Directions for this task: Every line in the data below from the one containing "assert_eq!(map[&2].status, CheckStatus::Down);" down to the one containing "assert_eq!(buckets[0].min_ms, 100);", both included, must be retyped exactly; no other line is to appear.

Given entries:

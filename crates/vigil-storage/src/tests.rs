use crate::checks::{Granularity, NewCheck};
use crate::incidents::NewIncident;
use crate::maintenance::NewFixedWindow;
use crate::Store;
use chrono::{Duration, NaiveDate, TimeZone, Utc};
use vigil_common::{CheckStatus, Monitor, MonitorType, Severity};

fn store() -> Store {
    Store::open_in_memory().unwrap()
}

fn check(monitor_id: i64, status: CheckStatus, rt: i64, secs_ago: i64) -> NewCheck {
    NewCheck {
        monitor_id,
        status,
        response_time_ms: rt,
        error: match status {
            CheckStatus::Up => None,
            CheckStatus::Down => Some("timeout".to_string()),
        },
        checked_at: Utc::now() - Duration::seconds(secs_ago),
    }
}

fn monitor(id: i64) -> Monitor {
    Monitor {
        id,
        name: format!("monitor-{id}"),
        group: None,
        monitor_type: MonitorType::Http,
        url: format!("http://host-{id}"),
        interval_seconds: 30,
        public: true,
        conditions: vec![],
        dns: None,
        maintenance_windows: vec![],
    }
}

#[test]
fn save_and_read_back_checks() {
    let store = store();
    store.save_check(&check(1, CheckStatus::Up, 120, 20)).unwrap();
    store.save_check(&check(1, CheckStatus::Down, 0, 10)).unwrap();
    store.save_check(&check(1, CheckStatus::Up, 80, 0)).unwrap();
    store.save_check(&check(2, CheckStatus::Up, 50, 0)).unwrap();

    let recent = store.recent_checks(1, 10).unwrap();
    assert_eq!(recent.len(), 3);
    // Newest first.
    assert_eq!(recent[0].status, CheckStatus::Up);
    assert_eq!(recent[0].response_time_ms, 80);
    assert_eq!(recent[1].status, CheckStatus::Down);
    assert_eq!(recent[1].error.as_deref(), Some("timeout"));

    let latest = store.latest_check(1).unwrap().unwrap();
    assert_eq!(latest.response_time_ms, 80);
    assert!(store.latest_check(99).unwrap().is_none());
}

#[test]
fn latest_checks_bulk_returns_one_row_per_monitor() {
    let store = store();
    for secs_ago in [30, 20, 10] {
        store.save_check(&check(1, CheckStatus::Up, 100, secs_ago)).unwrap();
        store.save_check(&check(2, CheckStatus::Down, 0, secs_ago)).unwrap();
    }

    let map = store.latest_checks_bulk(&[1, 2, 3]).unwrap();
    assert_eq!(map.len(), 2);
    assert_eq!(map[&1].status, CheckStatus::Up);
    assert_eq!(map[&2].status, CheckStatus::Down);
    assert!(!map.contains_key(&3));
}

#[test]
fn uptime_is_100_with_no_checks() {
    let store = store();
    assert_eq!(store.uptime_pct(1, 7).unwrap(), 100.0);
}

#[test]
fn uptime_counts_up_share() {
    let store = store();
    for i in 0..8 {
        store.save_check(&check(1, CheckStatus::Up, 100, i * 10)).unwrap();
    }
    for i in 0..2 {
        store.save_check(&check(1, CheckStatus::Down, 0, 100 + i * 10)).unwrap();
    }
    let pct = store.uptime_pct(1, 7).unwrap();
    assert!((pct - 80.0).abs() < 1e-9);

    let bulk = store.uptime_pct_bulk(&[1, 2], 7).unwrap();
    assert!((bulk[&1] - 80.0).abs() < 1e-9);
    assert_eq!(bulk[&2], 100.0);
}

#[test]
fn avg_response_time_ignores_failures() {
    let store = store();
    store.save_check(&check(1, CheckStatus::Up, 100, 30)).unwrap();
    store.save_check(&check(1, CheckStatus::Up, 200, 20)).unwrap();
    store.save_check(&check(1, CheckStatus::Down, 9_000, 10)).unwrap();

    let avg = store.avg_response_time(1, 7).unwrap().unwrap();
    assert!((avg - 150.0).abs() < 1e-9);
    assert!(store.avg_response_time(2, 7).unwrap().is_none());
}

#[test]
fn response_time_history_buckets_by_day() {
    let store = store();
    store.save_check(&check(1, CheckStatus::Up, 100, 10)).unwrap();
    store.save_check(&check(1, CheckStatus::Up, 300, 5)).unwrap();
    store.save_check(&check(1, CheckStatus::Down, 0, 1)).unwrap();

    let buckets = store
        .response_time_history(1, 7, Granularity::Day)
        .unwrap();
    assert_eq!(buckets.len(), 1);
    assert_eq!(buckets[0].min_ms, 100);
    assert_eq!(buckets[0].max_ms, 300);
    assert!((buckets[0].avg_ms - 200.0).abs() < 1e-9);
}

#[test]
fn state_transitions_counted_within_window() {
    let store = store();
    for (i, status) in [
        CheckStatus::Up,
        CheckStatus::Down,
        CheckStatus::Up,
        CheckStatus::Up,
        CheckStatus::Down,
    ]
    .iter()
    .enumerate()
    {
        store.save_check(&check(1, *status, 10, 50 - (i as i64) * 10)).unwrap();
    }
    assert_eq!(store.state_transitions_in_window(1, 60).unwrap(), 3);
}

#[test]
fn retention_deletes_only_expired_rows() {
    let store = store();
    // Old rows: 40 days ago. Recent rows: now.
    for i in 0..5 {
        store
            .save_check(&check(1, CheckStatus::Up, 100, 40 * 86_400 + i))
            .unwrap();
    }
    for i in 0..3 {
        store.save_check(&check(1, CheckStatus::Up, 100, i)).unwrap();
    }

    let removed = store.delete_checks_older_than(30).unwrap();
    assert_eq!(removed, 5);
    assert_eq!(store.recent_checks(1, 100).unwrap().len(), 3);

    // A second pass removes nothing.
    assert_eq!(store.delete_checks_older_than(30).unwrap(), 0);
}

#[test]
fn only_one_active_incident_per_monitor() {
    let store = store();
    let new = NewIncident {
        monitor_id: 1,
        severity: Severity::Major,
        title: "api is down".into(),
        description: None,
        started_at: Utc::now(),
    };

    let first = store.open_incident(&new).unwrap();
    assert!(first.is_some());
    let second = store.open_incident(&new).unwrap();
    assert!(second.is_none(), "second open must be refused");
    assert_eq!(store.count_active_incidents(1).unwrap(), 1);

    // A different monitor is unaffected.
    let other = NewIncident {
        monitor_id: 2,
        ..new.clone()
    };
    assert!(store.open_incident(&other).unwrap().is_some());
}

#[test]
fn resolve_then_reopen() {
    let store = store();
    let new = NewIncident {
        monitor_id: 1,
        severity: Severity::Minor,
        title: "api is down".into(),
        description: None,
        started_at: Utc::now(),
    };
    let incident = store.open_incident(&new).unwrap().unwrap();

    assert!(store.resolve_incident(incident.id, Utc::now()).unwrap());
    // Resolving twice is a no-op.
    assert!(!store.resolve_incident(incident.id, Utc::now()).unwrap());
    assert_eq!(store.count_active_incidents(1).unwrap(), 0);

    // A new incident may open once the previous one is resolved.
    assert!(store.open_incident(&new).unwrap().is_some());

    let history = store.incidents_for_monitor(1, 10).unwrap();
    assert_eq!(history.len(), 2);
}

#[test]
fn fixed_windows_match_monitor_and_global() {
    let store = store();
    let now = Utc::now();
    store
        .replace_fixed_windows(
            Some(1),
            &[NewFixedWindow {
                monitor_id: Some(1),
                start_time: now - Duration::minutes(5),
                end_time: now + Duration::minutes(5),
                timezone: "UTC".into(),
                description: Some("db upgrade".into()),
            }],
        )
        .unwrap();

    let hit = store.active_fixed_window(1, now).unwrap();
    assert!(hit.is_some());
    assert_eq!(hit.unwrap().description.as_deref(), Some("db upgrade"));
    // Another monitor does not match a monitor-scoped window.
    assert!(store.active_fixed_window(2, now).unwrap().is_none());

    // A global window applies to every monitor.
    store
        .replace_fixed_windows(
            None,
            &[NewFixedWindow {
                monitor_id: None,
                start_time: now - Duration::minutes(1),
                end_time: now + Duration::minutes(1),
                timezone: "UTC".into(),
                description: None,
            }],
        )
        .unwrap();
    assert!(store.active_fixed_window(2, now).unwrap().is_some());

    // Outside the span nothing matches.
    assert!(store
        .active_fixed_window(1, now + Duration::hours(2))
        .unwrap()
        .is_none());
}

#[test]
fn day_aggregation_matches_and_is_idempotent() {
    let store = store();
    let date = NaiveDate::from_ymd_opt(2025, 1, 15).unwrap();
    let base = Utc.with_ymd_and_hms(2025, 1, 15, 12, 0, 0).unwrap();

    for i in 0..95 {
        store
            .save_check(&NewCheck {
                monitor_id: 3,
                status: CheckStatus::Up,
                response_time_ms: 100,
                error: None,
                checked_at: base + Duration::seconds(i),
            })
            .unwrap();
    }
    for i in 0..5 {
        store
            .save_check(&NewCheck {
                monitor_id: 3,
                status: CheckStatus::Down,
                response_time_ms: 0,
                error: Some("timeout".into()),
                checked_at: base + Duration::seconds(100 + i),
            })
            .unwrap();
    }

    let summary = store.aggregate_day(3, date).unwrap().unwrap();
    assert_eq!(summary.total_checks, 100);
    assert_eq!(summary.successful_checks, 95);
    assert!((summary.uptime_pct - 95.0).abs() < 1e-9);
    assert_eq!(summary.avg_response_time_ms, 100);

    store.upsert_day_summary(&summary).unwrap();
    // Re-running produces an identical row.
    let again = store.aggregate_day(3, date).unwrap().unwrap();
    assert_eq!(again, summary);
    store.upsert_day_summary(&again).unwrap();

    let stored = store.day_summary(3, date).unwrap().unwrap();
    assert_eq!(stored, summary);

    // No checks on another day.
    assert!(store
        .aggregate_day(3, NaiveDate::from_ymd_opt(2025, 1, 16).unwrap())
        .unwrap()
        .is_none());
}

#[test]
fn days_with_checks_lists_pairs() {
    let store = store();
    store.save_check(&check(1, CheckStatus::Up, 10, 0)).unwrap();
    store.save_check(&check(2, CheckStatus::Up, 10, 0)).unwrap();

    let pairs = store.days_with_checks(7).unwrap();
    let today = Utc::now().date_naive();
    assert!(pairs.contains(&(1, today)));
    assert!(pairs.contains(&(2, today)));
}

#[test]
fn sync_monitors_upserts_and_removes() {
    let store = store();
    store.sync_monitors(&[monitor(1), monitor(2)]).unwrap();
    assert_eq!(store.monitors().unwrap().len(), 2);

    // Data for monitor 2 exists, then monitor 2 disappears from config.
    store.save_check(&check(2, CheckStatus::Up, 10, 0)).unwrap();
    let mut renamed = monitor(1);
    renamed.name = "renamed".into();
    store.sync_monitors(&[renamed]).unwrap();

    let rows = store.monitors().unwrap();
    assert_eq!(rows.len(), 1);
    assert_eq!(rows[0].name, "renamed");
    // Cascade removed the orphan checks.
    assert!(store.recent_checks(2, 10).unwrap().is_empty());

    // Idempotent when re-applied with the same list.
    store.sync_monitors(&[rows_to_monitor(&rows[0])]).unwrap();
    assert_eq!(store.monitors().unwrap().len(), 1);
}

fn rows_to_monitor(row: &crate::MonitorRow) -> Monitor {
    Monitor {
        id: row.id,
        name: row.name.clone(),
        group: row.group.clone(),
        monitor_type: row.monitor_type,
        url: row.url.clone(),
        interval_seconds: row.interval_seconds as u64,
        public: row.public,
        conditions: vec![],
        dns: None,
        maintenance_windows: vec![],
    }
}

Expected output:
    assert_eq!(map[&2].status, CheckStatus::Down);
    assert!(!map.contains_key(&3));
}

#[test]
fn uptime_is_100_with_no_checks() {
    let store = store();
    assert_eq!(store.uptime_pct(1, 7).unwrap(), 100.0);
}

#[test]
fn uptime_counts_up_share() {
    let store = store();
    for i in 0..8 {
        store.save_check(&check(1, CheckStatus::Up, 100, i * 10)).unwrap();
    }
    for i in 0..2 {
        store.save_check(&check(1, CheckStatus::Down, 0, 100 + i * 10)).unwrap();
    }
    let pct = store.uptime_pct(1, 7).unwrap();
    assert!((pct - 80.0).abs() < 1e-9);

    let bulk = store.uptime_pct_bulk(&[1, 2], 7).unwrap();
    assert!((bulk[&1] - 80.0).abs() < 1e-9);
    assert_eq!(bulk[&2], 100.0);
}

#[test]
fn avg_response_time_ignores_failures() {
    let store = store();
    store.save_check(&check(1, CheckStatus::Up, 100, 30)).unwrap();
    store.save_check(&check(1, CheckStatus::Up, 200, 20)).unwrap();
    store.save_check(&check(1, CheckStatus::Down, 9_000, 10)).unwrap();

    let avg = store.avg_response_time(1, 7).unwrap().unwrap();
    assert!((avg - 150.0).abs() < 1e-9);
    assert!(store.avg_response_time(2, 7).unwrap().is_none());
}

#[test]
fn response_time_history_buckets_by_day() {
    let store = store();
    store.save_check(&check(1, CheckStatus::Up, 100, 10)).unwrap();
    store.save_check(&check(1, CheckStatus::Up, 300, 5)).unwrap();
    store.save_check(&check(1, CheckStatus::Down, 0, 1)).unwrap();

    let buckets = store
        .response_time_history(1, 7, Granularity::Day)
        .unwrap();
    assert_eq!(buckets.len(), 1);
    assert_eq!(buckets[0].min_ms, 100);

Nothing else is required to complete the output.